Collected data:
-=-=-
//! Count → size and count → color laws shared by cluster badges, grid cells
//! and single-location markers.

use crate::config::SizingConfig;

/// 24-bit color
pub type Rgb = (u8, u8, u8);

pub const HIGH_ALERT: Rgb = (231, 76, 60);
pub const MID: Rgb = (241, 196, 15);
pub const LOW: Rgb = (46, 204, 113);

/// Logarithmic size: compresses differences at high counts.
pub fn visual_size(count: u64, sizing: &SizingConfig) -> f64 {
    let raw = sizing.base + ((count as f64) + 1.0).log10() * sizing.scale_factor;
    raw.clamp(sizing.min, sizing.max)
}

#[derive(Clone, Copy, Debug, PartialEq, Eq)]
pub enum ColorTier {
    High,
    Mid,
    Low,
}

impl ColorTier {
    pub fn for_count(count: u64, sizing: &SizingConfig) -> Self {
        if count > sizing.high_threshold {
            ColorTier::High
        } else if count > sizing.mid_threshold {
            ColorTier::Mid
        } else {
            ColorTier::Low
        }
    }

    pub fn color(self) -> Rgb {
        match self {
            ColorTier::High => HIGH_ALERT,
            ColorTier::Mid => MID,
            ColorTier::Low => LOW,
        }
    }
}

/// `log10(count + 1) / log10(max + 1)`, in [0, 1]
pub fn log_intensity(count: u64, max: u64) -> f64 {
    let max = max.max(1);
    let v = ((count as f64) + 1.0).log10() / ((max as f64) + 1.0).log10();
    v.clamp(0.0, 1.0)
}

/// Blue (cold) to red (hot) sweep on a fixed scale
pub fn hue(intensity: f64) -> f64 {
    (1.0 - intensity.clamp(0.0, 1.0)) * 240.0
}

/// Fully saturated color for an intensity in [0, 1]
pub fn hue_color(intensity: f64) -> Rgb {
    hsl_to_rgb(hue(intensity), 1.0, 0.5)
}

fn hsl_to_rgb(h: f64, s: f64, l: f64) -> Rgb {
    let c = (1.0 - (2.0 * l - 1.0).abs()) * s;
    let hp = (h / 60.0).rem_euclid(6.0);
    let x = c * (1.0 - (hp % 2.0 - 1.0).abs());
    let (r, g, b) = match hp as u8 {
        0 => (c, x, 0.0),
        1 => (x, c, 0.0),
        2 => (0.0, c, x),
        3 => (0.0, x, c),
        4 => (x, 0.0, c),
        _ => (c, 0.0, x),
    };
    let m = l - c / 2.0;
    let to_u8 = |v: f64| ((v + m) * 255.0).round().clamp(0.0, 255.0) as u8;
    (to_u8(r), to_u8(g), to_u8(b))
}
-=-=-
ACTION ITEM: Would you copy exactly the lines from the one that contains "let m = l - c / 2.0;" through the final line of the records above, including both?

ANSWER FOR THIS EXERCISE:
    let m = l - c / 2.0;
    let to_u8 = |v: f64| ((v + m) * 255.0).round().clamp(0.0, 255.0) as u8;
    (to_u8(r), to_u8(g), to_u8(b))
}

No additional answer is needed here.